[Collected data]
#####
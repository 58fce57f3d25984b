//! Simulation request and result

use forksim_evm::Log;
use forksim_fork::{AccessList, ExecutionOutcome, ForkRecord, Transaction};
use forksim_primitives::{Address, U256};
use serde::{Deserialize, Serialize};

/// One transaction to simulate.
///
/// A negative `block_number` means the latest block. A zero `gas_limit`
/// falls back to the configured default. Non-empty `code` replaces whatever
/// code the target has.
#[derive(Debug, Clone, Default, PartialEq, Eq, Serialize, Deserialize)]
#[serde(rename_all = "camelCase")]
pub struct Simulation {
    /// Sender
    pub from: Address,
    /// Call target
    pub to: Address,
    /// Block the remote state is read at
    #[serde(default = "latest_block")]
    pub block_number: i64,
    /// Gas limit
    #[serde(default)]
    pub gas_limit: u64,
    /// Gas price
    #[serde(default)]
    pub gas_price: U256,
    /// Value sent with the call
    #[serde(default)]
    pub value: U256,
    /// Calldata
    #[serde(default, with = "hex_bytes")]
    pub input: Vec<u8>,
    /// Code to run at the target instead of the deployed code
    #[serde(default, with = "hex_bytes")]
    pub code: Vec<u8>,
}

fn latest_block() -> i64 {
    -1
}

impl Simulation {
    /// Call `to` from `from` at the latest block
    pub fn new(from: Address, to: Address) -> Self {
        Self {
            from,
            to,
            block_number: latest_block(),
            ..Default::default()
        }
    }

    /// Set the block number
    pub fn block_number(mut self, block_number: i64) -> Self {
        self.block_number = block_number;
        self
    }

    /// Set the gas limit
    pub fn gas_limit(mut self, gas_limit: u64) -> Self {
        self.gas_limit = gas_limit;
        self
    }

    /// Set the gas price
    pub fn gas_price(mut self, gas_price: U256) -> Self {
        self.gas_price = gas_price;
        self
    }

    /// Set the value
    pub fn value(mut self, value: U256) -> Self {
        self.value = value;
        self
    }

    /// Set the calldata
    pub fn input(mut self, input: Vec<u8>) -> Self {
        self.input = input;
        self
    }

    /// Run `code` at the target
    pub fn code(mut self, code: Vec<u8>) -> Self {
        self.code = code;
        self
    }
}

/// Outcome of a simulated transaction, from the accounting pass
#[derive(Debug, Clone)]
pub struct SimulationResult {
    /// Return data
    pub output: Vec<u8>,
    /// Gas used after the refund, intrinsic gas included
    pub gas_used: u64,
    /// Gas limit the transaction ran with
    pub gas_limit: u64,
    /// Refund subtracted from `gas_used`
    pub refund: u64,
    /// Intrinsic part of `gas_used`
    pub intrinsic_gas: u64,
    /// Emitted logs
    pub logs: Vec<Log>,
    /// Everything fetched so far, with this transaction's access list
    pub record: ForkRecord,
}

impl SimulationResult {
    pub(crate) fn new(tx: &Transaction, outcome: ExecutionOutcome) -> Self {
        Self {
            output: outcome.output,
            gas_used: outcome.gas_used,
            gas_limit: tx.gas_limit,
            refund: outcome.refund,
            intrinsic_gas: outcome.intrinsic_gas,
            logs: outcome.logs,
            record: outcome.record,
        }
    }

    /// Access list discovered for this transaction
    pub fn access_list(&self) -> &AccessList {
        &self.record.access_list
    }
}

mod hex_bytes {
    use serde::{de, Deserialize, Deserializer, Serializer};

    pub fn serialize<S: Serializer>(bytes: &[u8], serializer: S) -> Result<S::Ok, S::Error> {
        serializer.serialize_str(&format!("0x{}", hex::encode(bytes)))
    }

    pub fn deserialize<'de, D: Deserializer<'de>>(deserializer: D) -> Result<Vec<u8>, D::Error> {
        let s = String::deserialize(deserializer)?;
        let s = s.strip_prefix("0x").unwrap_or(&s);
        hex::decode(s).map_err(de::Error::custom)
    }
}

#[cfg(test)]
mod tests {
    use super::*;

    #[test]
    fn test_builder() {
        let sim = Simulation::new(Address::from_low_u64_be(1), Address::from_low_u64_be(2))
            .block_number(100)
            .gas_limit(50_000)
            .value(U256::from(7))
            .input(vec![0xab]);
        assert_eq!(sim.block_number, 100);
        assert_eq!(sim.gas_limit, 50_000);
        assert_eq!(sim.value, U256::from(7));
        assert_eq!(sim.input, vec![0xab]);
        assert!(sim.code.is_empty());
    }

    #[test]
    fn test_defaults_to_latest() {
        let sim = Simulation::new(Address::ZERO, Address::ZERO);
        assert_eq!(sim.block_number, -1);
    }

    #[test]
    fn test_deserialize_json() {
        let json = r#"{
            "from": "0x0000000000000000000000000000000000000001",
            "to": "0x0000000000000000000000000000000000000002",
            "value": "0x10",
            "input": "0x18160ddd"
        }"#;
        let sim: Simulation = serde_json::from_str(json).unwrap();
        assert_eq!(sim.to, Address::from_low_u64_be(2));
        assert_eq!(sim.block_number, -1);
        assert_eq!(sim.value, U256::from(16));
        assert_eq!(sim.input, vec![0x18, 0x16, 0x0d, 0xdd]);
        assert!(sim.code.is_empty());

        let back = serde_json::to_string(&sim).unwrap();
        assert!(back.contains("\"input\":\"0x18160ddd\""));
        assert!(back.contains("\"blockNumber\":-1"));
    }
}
#####
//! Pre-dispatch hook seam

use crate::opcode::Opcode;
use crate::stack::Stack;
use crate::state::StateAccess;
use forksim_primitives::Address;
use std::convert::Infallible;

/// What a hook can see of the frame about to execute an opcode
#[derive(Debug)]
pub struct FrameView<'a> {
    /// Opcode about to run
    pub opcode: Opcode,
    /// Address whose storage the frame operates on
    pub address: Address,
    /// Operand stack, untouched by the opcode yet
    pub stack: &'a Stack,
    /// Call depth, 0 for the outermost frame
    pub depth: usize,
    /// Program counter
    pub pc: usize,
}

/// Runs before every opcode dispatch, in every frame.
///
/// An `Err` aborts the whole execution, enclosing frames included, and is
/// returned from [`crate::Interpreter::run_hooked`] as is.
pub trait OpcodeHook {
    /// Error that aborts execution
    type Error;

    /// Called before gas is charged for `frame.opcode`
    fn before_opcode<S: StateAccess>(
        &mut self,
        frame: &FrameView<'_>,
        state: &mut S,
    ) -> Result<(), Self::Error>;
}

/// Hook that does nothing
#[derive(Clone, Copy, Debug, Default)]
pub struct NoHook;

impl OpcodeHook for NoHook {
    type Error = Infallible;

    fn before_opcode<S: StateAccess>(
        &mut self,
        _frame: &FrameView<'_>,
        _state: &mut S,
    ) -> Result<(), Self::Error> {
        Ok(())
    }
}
#####
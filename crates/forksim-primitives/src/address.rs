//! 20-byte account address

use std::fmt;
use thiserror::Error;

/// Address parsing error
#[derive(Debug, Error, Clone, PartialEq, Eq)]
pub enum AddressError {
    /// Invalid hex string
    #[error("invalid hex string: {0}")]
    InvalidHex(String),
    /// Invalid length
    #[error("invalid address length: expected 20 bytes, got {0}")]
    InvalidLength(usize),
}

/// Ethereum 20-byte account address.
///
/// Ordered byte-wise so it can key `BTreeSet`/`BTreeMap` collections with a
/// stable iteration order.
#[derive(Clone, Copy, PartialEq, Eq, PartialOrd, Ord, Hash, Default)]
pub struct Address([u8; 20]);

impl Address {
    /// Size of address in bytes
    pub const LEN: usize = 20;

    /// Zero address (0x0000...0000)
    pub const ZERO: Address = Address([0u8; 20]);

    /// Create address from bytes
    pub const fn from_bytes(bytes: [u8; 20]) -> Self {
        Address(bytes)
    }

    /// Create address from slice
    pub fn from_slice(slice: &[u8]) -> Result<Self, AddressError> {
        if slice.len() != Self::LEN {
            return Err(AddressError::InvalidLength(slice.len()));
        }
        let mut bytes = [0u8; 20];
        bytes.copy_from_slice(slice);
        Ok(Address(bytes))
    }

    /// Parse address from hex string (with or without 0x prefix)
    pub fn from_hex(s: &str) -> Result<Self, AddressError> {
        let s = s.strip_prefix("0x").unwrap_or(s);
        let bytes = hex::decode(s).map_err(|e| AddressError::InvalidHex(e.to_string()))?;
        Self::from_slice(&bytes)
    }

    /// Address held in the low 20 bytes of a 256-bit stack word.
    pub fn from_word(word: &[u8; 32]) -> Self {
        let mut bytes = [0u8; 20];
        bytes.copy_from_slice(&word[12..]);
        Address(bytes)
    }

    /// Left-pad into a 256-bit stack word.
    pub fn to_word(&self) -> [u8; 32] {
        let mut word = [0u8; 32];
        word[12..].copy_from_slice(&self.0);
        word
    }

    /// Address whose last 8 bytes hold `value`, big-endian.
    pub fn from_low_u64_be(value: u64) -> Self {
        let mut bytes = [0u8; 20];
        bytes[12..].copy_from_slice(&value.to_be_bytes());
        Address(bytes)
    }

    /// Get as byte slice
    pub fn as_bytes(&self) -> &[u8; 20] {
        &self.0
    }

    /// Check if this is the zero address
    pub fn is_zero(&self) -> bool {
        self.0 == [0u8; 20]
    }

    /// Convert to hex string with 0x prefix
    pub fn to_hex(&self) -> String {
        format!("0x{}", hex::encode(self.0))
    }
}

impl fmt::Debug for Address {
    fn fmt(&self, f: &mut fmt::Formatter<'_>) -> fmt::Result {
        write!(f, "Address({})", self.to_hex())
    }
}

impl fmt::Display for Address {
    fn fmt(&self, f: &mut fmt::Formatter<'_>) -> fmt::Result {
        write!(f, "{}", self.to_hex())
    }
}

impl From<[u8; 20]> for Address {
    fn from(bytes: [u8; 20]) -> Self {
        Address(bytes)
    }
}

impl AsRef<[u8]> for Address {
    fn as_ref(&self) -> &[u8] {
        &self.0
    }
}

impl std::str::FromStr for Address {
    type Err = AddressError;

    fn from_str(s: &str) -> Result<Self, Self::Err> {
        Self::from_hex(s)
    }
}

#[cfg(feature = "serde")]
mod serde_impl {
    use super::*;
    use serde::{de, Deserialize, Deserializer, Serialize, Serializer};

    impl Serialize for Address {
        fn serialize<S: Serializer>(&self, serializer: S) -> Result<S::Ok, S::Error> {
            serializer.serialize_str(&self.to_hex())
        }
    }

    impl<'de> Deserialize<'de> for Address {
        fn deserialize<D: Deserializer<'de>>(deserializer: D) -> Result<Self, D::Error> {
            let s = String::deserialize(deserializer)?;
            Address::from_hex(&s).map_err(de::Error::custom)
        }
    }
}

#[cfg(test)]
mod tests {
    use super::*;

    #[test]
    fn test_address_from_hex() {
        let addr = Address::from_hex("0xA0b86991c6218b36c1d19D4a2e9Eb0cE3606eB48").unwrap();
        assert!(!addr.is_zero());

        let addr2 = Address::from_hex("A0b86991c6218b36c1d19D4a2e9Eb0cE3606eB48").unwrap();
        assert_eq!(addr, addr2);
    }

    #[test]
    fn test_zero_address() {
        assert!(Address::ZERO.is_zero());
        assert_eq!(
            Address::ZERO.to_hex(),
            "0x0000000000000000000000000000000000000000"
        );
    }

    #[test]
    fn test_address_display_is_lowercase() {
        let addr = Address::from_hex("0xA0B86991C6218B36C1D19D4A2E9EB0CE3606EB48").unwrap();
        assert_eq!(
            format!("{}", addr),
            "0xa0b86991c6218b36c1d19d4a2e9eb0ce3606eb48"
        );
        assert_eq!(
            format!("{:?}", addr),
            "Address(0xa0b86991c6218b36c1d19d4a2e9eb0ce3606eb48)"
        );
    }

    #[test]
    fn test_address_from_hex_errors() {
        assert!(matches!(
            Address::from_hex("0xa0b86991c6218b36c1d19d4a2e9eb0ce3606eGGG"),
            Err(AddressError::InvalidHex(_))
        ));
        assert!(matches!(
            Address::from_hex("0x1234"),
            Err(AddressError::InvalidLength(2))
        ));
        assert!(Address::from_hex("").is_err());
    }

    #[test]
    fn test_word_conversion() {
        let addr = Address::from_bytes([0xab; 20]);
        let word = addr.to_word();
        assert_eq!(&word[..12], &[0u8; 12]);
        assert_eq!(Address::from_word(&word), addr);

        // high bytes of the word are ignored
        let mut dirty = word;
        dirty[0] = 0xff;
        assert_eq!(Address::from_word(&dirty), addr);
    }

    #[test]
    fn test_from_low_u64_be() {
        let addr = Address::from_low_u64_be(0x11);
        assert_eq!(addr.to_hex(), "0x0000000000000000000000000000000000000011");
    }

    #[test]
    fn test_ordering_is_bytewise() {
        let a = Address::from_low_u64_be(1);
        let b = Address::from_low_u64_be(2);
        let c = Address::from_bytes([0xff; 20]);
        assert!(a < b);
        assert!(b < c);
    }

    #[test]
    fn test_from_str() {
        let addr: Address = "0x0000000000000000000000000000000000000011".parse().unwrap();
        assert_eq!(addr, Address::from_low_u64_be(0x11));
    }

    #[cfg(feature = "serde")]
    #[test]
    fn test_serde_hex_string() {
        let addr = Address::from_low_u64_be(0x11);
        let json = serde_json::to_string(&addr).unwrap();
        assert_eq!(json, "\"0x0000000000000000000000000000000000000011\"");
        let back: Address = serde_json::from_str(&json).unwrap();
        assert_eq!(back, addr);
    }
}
#####
[WHAT IS REQUIRED] Wherever the string "input" occurs in the entries, copy that whole line.

[EXPECTED ANSWER]
    pub input: Vec<u8>,
    pub fn input(mut self, input: Vec<u8>) -> Self {
        self.input = input;
            .input(vec![0xab]);
        assert_eq!(sim.input, vec![0xab]);
            "input": "0x18160ddd"
        assert_eq!(sim.input, vec![0x18, 0x16, 0x0d, 0xdd]);
        assert!(back.contains("\"input\":\"0x18160ddd\""));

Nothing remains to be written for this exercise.